## [GOAL OF THE EXERCISE]
Using the listing below, work out the number of lines in which "sharded" appears; return only that figure.

## [MATERIAL PROVIDED]
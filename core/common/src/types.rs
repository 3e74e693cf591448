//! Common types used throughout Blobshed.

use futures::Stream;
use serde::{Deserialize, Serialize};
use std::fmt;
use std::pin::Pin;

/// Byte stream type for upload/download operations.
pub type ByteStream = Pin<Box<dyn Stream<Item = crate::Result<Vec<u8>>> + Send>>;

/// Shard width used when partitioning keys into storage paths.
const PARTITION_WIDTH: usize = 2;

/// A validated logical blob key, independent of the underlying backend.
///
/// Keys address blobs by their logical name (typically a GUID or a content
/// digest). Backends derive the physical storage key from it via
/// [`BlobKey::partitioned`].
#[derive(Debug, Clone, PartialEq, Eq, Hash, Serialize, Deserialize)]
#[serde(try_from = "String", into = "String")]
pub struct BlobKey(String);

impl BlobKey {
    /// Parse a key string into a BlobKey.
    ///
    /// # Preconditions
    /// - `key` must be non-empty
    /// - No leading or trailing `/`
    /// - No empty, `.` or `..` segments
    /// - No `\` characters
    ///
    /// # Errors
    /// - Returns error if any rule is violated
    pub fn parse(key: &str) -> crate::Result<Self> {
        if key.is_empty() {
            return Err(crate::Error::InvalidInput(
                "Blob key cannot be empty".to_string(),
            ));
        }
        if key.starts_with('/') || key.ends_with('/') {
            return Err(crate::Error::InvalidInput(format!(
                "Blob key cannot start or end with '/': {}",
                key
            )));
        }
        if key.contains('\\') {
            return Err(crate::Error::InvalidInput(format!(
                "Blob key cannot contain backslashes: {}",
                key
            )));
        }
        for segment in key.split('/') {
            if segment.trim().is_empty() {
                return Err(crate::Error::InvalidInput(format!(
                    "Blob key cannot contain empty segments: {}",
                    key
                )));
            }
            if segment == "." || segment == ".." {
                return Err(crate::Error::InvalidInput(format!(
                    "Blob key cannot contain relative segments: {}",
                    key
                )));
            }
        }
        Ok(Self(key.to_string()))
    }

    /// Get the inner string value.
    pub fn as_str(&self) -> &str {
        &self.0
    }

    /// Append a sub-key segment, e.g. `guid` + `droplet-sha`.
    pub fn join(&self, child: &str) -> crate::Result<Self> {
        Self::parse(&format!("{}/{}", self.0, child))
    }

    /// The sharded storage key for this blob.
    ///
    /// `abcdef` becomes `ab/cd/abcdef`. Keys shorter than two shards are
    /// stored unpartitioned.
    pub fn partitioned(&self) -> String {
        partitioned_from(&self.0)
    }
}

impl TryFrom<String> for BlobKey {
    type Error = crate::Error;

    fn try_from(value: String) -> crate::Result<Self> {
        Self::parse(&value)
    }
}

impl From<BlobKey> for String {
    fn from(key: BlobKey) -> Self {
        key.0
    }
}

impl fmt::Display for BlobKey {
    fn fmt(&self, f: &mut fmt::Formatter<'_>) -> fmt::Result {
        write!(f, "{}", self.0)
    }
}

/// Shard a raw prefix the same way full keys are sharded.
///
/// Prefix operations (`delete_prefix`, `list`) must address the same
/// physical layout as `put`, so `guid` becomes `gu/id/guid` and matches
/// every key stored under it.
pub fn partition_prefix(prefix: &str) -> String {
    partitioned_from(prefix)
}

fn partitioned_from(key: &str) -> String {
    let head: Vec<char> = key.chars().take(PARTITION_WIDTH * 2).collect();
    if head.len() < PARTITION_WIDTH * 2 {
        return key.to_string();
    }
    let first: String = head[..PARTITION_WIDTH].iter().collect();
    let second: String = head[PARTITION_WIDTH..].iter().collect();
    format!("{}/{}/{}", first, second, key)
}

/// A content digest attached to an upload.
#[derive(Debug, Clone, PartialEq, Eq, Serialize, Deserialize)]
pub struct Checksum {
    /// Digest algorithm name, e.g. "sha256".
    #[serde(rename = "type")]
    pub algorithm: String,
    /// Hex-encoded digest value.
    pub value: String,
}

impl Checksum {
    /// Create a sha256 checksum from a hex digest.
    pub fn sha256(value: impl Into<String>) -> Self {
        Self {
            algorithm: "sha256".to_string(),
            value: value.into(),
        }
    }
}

## [OUTPUT FOR THIS TASK]
2